While policies banning glowstringing, etc. are theoretically useful, they're not easily enforceable, and effort is much better spent trying to get the people swinging glowsticks around to move to a safer part of the room where they don't risk hitting other people. The same goes with PDA issues (if you choose to enforce that sort of thing) - threats won't work nearly as well as a friendly reminder that they're not quite in the right place to do what they're doing.

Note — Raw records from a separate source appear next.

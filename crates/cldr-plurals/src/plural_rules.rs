//! The public plural-rules API.

use std::fmt::{Display, Formatter, Result as FmtResult};
use std::str::FromStr;
use std::sync::LazyLock;

use serde::de::Error as DeError;
use serde::{Deserialize, Deserializer, Serialize, Serializer};

use crate::operands::FixedDecimal;
use crate::parser::{ParseError, parse_rule_chain};
use crate::rules::{Rule, RuleList};

pub const KEYWORD_ZERO: &str = "zero";
pub const KEYWORD_ONE: &str = "one";
pub const KEYWORD_TWO: &str = "two";
pub const KEYWORD_FEW: &str = "few";
pub const KEYWORD_MANY: &str = "many";
pub const KEYWORD_OTHER: &str = "other";

/// Probe cap when enumerating samples for an unbounded keyword.
const SAMPLE_CAP: usize = 20;

/// Whether a sample query concerns integer or decimal values.
#[derive(Debug, Clone, Copy, PartialEq, Eq, Hash, Serialize, Deserialize)]
#[serde(rename_all = "lowercase")]
pub enum SampleType {
    Integer,
    Decimal,
}

impl Display for SampleType {
    fn fmt(&self, f: &mut Formatter<'_>) -> FmtResult {
        f.write_str(match self {
            SampleType::Integer => "integer",
            SampleType::Decimal => "decimal",
        })
    }
}

/// Classification of a keyword's match set, used by message tooling to flag
/// redundant explicit selectors such as `[=1]`.
#[derive(Debug, Clone, Copy, PartialEq, Eq, Hash, Serialize, Deserialize)]
pub enum KeywordStatus {
    /// The keyword is not part of this rule set.
    Invalid,
    /// Bounded, and every matching value is covered by the caller's explicit
    /// values (after subtracting the offset).
    Suppressed,
    /// Exactly one value matches, before considering explicit values.
    Unique,
    /// Finitely many values match.
    Bounded,
    /// Infinitely many values match.
    Unbounded,
}

/// A compiled set of plural rules for one locale.
///
/// Built once from a rule description, then shared freely: selection and all
/// queries are pure functions over immutable data, safe for concurrent use.
///
/// # Example
///
/// ```
/// use cldr_plurals::PluralRules;
///
/// let rules = PluralRules::parse("one: n is 1; few: n in 2..4").unwrap();
/// assert_eq!(rules.select(1.0), "one");
/// assert_eq!(rules.select(3.0), "few");
/// assert_eq!(rules.select(5.0), "other");
/// ```
#[derive(Debug, Clone)]
pub struct PluralRules {
    rules: RuleList,
}

static DEFAULT_RULES: LazyLock<PluralRules> = LazyLock::new(|| PluralRules {
    rules: RuleList { rules: vec![Rule::fallback()], has_explicit_bounds: false },
});

impl PluralRules {
    /// Compiles a rule description.
    ///
    /// An empty or whitespace-only description yields the default rules
    /// (everything is `other`). Malformed input fails with a categorized
    /// [`ParseError`]; no partially constructed value is ever produced.
    pub fn parse(description: &str) -> Result<PluralRules, ParseError> {
        if description.trim().is_empty() {
            return Ok(Self::default_rules().clone());
        }
        Ok(PluralRules { rules: parse_rule_chain(description)? })
    }

    /// The shared rule set with the single `other` keyword.
    pub fn default_rules() -> &'static PluralRules {
        &DEFAULT_RULES
    }

    /// Selects a keyword for a value, guessing its visible fraction digits.
    ///
    /// Formatting pipelines that track the displayed digit count must use
    /// [`PluralRules::select_with`] instead; the guess is not authoritative.
    pub fn select(&self, value: f64) -> &str {
        self.select_fixed(&FixedDecimal::from(value))
    }

    /// Selects a keyword given exact operand information: the value, the
    /// visible fraction digit count, and those digits read as an integer.
    pub fn select_with(&self, value: f64, visible_digits: u32, fraction_digits: u64) -> &str {
        self.select_fixed(&FixedDecimal::from_parts(value, visible_digits, fraction_digits))
    }

    /// Selects a keyword for an already-built operand set.
    ///
    /// Total over the numeric domain: NaN and infinities are `other` without
    /// any constraint being evaluated.
    pub fn select_fixed(&self, number: &FixedDecimal) -> &str {
        if number.is_nan() || number.is_infinite() {
            return KEYWORD_OTHER;
        }
        self.rules.select(number)
    }

    /// Keywords in evaluation order; always ends with `other`.
    pub fn keywords(&self) -> impl Iterator<Item = &str> {
        self.rules.keywords()
    }

    /// Whether only finitely many values of `kind` select `keyword`.
    pub fn is_limited(&self, keyword: &str, kind: SampleType) -> bool {
        self.rules.rule(keyword).is_some_and(|rule| rule.is_limited(kind))
    }

    /// Example values that select `keyword`, or `None` for an unknown keyword
    /// (and for rule sets without declared samples where probing finds
    /// nothing).
    ///
    /// Declared sample ranges are materialized point by point with integer
    /// shifted-value arithmetic. Without declarations, candidates 0..200
    /// (integer) or 0.0..199.9 step 0.1 (decimal) are probed through
    /// selection, plus 1,000,000 to surface rules that only diverge at large
    /// magnitudes; unbounded keywords stop at 20 collected values.
    pub fn get_samples(&self, keyword: &str, kind: SampleType) -> Option<Vec<f64>> {
        let rule = self.rules.rule(keyword)?;
        if self.rules.has_explicit_bounds {
            let mut values = Vec::new();
            if let Some(samples) = rule.samples(kind) {
                for range in &samples.ranges {
                    let base = range.start.base_factor();
                    for shifted in range.start.shifted_value()..=range.end.shifted_value() {
                        values.push(shifted as f64 / base as f64);
                    }
                }
            }
            return Some(normalized(values));
        }

        let cap = if self.is_limited(keyword, kind) { usize::MAX } else { SAMPLE_CAP };
        let mut values = Vec::new();
        match kind {
            SampleType::Integer => {
                for candidate in 0..200u64 {
                    if !self.probe(keyword, &FixedDecimal::from(candidate), cap, &mut values) {
                        break;
                    }
                }
                self.probe(keyword, &FixedDecimal::from(1_000_000u64), cap, &mut values);
            }
            SampleType::Decimal => {
                for tenths in 0..2000u32 {
                    let candidate = FixedDecimal::with_visible_digits(f64::from(tenths) / 10.0, 1);
                    if !self.probe(keyword, &candidate, cap, &mut values) {
                        break;
                    }
                }
                self.probe(keyword, &FixedDecimal::with_visible_digits(1_000_000.0, 1), cap, &mut values);
            }
        }
        if values.is_empty() { None } else { Some(normalized(values)) }
    }

    /// Every value of `kind` that selects `keyword`, or `None` when the
    /// match set is unbounded (or the keyword unknown).
    pub fn get_all_keyword_values(&self, keyword: &str, kind: SampleType) -> Option<Vec<f64>> {
        if !self.is_limited(keyword, kind) {
            return None;
        }
        self.get_samples(keyword, kind)
    }

    /// The single value selecting `keyword`, if there is exactly one.
    pub fn get_unique_keyword_value(&self, keyword: &str) -> Option<f64> {
        let values = self.get_all_keyword_values(keyword, SampleType::Integer)?;
        match values.as_slice() {
            [value] => Some(*value),
            _ => None,
        }
    }

    /// Classifies `keyword` against a caller's explicit values (each reduced
    /// by `offset` before comparison).
    pub fn get_keyword_status(
        &self,
        keyword: &str,
        offset: u32,
        explicit_values: &[f64],
        kind: SampleType,
    ) -> KeywordStatus {
        if self.rules.rule(keyword).is_none() {
            return KeywordStatus::Invalid;
        }
        let Some(values) = self.get_all_keyword_values(keyword, kind) else {
            return KeywordStatus::Unbounded;
        };
        let original_len = values.len();
        if original_len > explicit_values.len() {
            return if original_len == 1 { KeywordStatus::Unique } else { KeywordStatus::Bounded };
        }
        let mut remaining = values;
        for explicit in explicit_values {
            let uncovered = explicit - f64::from(offset);
            remaining.retain(|value| *value != uncovered);
        }
        if remaining.is_empty() {
            return KeywordStatus::Suppressed;
        }
        if original_len == 1 { KeywordStatus::Unique } else { KeywordStatus::Bounded }
    }

    fn probe(&self, keyword: &str, number: &FixedDecimal, cap: usize, values: &mut Vec<f64>) -> bool {
        if values.len() >= cap {
            return false;
        }
        if self.select_fixed(number) == keyword {
            values.push(number.value());
        }
        values.len() < cap
    }
}

fn normalized(mut values: Vec<f64>) -> Vec<f64> {
    values.sort_by(f64::total_cmp);
    values.dedup();
    values
}

impl Default for PluralRules {
    fn default() -> Self {
        Self::default_rules().clone()
    }
}

impl Display for PluralRules {
    fn fmt(&self, f: &mut Formatter<'_>) -> FmtResult {
        self.rules.fmt(f)
    }
}

impl FromStr for PluralRules {
    type Err = ParseError;

    fn from_str(s: &str) -> Result<Self, Self::Err> {
        Self::parse(s)
    }
}

/// Equality of behavior: two rule sets are equal when their canonical
/// serialized forms are.
impl PartialEq for PluralRules {
    fn eq(&self, other: &Self) -> bool {
        self.to_string() == other.to_string()
    }
}

/// Serializes as the canonical rule description string.
impl Serialize for PluralRules {
    fn serialize<S: Serializer>(&self, serializer: S) -> Result<S::Ok, S::Error> {
        serializer.collect_str(self)
    }
}

/// Deserializes by parsing a rule description string.
impl<'de> Deserialize<'de> for PluralRules {
    fn deserialize<D: Deserializer<'de>>(deserializer: D) -> Result<Self, D::Error> {
        let description = String::deserialize(deserializer)?;
        PluralRules::parse(&description).map_err(D::Error::custom)
    }
}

At a larger event, you're going to have a hard time controlling illicit substances. Once the number of people at the event reaches critical mass, you're not going to be able to prevent that kind of behavior. While paying to have local law enforcement on property can help as a deterrent for people who don't normally engage in that kind of behavior, it's not a catch all, as a loud, dark room is an easy environment to get away with things in. In this case, a pound of cure is worth an ounce of prevention. If you are dealing with a community where there are legitimate concerns about recreational drugs or people drinking more than they can handle, it will behoove you greatly to have some sort of trained medical staff on-call stationed near the event at all times. While there's a good chance they'll never need to respond to an overdose/alcohol poisoning situation, in the event it ever happens their assistance will be absolutely invaluable and may be the difference between a convention ban and a tragedy.